** HOW TO COMPLETE THIS TASK **
Return each line of the listing that follows in which the string "cloned" can be found.
===== MATERIAL FOR THIS EXERCISE =====
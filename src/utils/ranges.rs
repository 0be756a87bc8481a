use core::ops::Range;

/// Sorts address ranges and merges the ones that overlap or touch. Empty ranges are dropped.
pub fn merge_overlapping_ranges<T: Ord + Copy>(ranges: &mut Vec<Range<T>>) {
    ranges.retain(|range| range.start < range.end);
    ranges.sort_unstable_by_key(|range| range.start);
    let mut out_len = 0;
    for input_i in 0..ranges.len() {
        let range = ranges[input_i].clone();
        if out_len > 0 && range.start <= ranges[out_len - 1].end {
            let last = &mut ranges[out_len - 1];
            last.end = last.end.max(range.end);
        } else {
            ranges[out_len] = range;
            out_len += 1;
        }
    }
    ranges.truncate(out_len);
}

#[cfg(test)]
mod tests {
    use super::*;

    #[test]
    fn merges_adjacent_and_overlapping() {
        let mut ranges = vec![10u32..20, 0..5, 5..7, 15..30, 40..40, 31..35];
        merge_overlapping_ranges(&mut ranges);
        assert_eq!(ranges, [0..7, 10..30, 31..35]);
    }
}
use rustc_hash::{FxHashMap, FxHashSet};

pub const OBJECT: &str = "java/lang/Object";
pub const CLONEABLE: &str = "java/lang/Cloneable";
pub const SERIALIZABLE: &str = "java/io/Serializable";
pub const STRING: &str = "java/lang/String";
pub const THROWABLE: &str = "java/lang/Throwable";

// Malformed or adversarial class files can describe cyclic hierarchies. Every walk is capped so
// that a cycle degrades to "unrelated" instead of hanging.
const MAX_HIERARCHY_DEPTH: usize = 256;

/// Read-only class metadata consulted by the type lattice.
///
/// Classes the implementation knows nothing about are treated as direct subclasses of
/// `java/lang/Object` implementing no interfaces.
pub trait ClassHierarchy {
    /// The direct superclass of `class`, `None` for `java/lang/Object` and for interfaces.
    fn superclass(&self, class: &str) -> Option<&str>;

    /// The interfaces `class` directly implements (or extends, if `class` is an interface).
    fn interfaces(&self, class: &str) -> &[String];

    fn is_interface(&self, class: &str) -> bool;
}

#[derive(Clone, Debug, Default)]
pub struct ClassInfo {
    pub superclass: Option<String>,
    pub interfaces: Vec<String>,
    pub is_interface: bool,
}

/// A hierarchy backed by a hash map, prepopulated with the handful of core classes whose
/// relationships show up in virtually every method body.
#[derive(Clone, Debug)]
pub struct BasicHierarchy {
    classes: FxHashMap<String, ClassInfo>,
}

impl BasicHierarchy {
    pub fn new() -> Self {
        let mut hierarchy = Self::empty();

        for interface in [
            CLONEABLE,
            SERIALIZABLE,
            "java/lang/Comparable",
            "java/lang/CharSequence",
            "java/lang/Runnable",
            "java/lang/Iterable",
            "java/lang/AutoCloseable",
        ] {
            hierarchy.add_interface(interface, &[]);
        }
        hierarchy.add_interface("java/io/Closeable", &["java/lang/AutoCloseable"]);
        hierarchy.add_interface("java/util/Collection", &["java/lang/Iterable"]);
        hierarchy.add_interface("java/util/List", &["java/util/Collection"]);
        hierarchy.add_interface("java/util/Set", &["java/util/Collection"]);
        hierarchy.add_interface("java/util/Map", &[]);

        hierarchy.add_class(
            STRING,
            OBJECT,
            &[
                SERIALIZABLE,
                "java/lang/Comparable",
                "java/lang/CharSequence",
            ],
        );
        hierarchy.add_class(
            "java/lang/AbstractStringBuilder",
            OBJECT,
            &["java/lang/CharSequence"],
        );
        hierarchy.add_class(
            "java/lang/StringBuilder",
            "java/lang/AbstractStringBuilder",
            &[SERIALIZABLE],
        );
        hierarchy.add_class(
            "java/lang/StringBuffer",
            "java/lang/AbstractStringBuilder",
            &[SERIALIZABLE],
        );
        hierarchy.add_class("java/lang/Class", OBJECT, &[SERIALIZABLE]);
        hierarchy.add_class(THROWABLE, OBJECT, &[SERIALIZABLE]);
        hierarchy.add_class("java/lang/Exception", THROWABLE, &[]);
        hierarchy.add_class("java/lang/Error", THROWABLE, &[]);
        hierarchy.add_class("java/lang/RuntimeException", "java/lang/Exception", &[]);
        hierarchy.add_class(
            "java/lang/NullPointerException",
            "java/lang/RuntimeException",
            &[],
        );
        hierarchy.add_class(
            "java/lang/IllegalArgumentException",
            "java/lang/RuntimeException",
            &[],
        );
        hierarchy.add_class(
            "java/lang/IllegalStateException",
            "java/lang/RuntimeException",
            &[],
        );
        hierarchy.add_class("java/io/IOException", "java/lang/Exception", &[]);
        hierarchy.add_class("java/lang/Number", OBJECT, &[SERIALIZABLE]);
        for boxed in [
            "java/lang/Byte",
            "java/lang/Short",
            "java/lang/Integer",
            "java/lang/Long",
            "java/lang/Float",
            "java/lang/Double",
        ] {
            hierarchy.add_class(boxed, "java/lang/Number", &["java/lang/Comparable"]);
        }
        hierarchy.add_class(
            "java/lang/Boolean",
            OBJECT,
            &[SERIALIZABLE, "java/lang/Comparable"],
        );
        hierarchy.add_class(
            "java/lang/Character",
            OBJECT,
            &[SERIALIZABLE, "java/lang/Comparable"],
        );
        hierarchy.add_class("java/util/AbstractCollection", OBJECT, &["java/util/Collection"]);
        hierarchy.add_class(
            "java/util/AbstractList",
            "java/util/AbstractCollection",
            &["java/util/List"],
        );
        hierarchy.add_class(
            "java/util/ArrayList",
            "java/util/AbstractList",
            &["java/util/List", CLONEABLE, SERIALIZABLE],
        );

        hierarchy
    }

    /// A hierarchy that only knows `java/lang/Object`.
    pub fn empty() -> Self {
        let mut classes = FxHashMap::default();
        classes.insert(OBJECT.to_string(), ClassInfo::default());
        Self { classes }
    }

    pub fn add_class(&mut self, name: &str, superclass: &str, interfaces: &[&str]) {
        self.insert(
            name,
            ClassInfo {
                superclass: Some(superclass.to_string()),
                interfaces: interfaces.iter().map(|s| s.to_string()).collect(),
                is_interface: false,
            },
        );
    }

    pub fn add_interface(&mut self, name: &str, superinterfaces: &[&str]) {
        self.insert(
            name,
            ClassInfo {
                superclass: None,
                interfaces: superinterfaces.iter().map(|s| s.to_string()).collect(),
                is_interface: true,
            },
        );
    }

    pub fn insert(&mut self, name: &str, info: ClassInfo) {
        self.classes.insert(name.to_string(), info);
    }

    pub fn contains(&self, name: &str) -> bool {
        self.classes.contains_key(name)
    }
}

impl Default for BasicHierarchy {
    fn default() -> Self {
        Self::new()
    }
}

impl ClassHierarchy for BasicHierarchy {
    fn superclass(&self, class: &str) -> Option<&str> {
        if class == OBJECT {
            return None;
        }
        match self.classes.get(class) {
            Some(info) if info.is_interface => None,
            Some(info) => Some(info.superclass.as_deref().unwrap_or(OBJECT)),
            None => Some(OBJECT),
        }
    }

    fn interfaces(&self, class: &str) -> &[String] {
        self.classes
            .get(class)
            .map(|info| info.interfaces.as_slice())
            .unwrap_or(&[])
    }

    fn is_interface(&self, class: &str) -> bool {
        self.classes
            .get(class)
            .is_some_and(|info| info.is_interface)
    }
}

/// A hierarchy that knows no classes at all. Enough for anything that only cares about the shape
/// of types, such as operand stack sizes.
#[derive(Clone, Copy, Debug, Default)]
pub struct FlatHierarchy;

impl ClassHierarchy for FlatHierarchy {
    fn superclass(&self, class: &str) -> Option<&str> {
        (class != OBJECT).then_some(OBJECT)
    }

    fn interfaces(&self, _class: &str) -> &[String] {
        &[]
    }

    fn is_interface(&self, _class: &str) -> bool {
        false
    }
}

/// The superclass chain of `class`, starting with `class` itself and ending with
/// `java/lang/Object`.
pub fn superclass_chain<'a>(hierarchy: &'a dyn ClassHierarchy, class: &'a str) -> Vec<&'a str> {
    let mut chain = vec![class];
    let mut current = class;
    while let Some(superclass) = hierarchy.superclass(current) {
        if chain.len() >= MAX_HIERARCHY_DEPTH || chain.contains(&superclass) {
            log::debug!("class hierarchy of {class} is cyclic or too deep");
            break;
        }
        chain.push(superclass);
        current = superclass;
    }
    if *chain.last().unwrap_or(&OBJECT) != OBJECT {
        chain.push(OBJECT);
    }
    chain
}

pub fn is_subclass(hierarchy: &dyn ClassHierarchy, sub: &str, sup: &str) -> bool {
    sup == OBJECT || superclass_chain(hierarchy, sub).contains(&sup)
}

/// All interfaces implemented by `class` or by any of `extra`, including superinterfaces and
/// interfaces inherited from superclasses.
pub fn interface_closure(
    hierarchy: &dyn ClassHierarchy,
    class: &str,
    extra: &[String],
) -> FxHashSet<String> {
    let mut result = FxHashSet::default();
    let mut stack: Vec<String> = extra.to_vec();
    for ancestor in superclass_chain(hierarchy, class) {
        stack.extend(hierarchy.interfaces(ancestor).iter().cloned());
    }
    while let Some(interface) = stack.pop() {
        if result.len() >= MAX_HIERARCHY_DEPTH {
            break;
        }
        if result.insert(interface.clone()) {
            stack.extend(hierarchy.interfaces(&interface).iter().cloned());
        }
    }
    result
}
=====
** THE ANSWER **
        stack.extend(hierarchy.interfaces(ancestor).iter().cloned());
            stack.extend(hierarchy.interfaces(&interface).iter().cloned());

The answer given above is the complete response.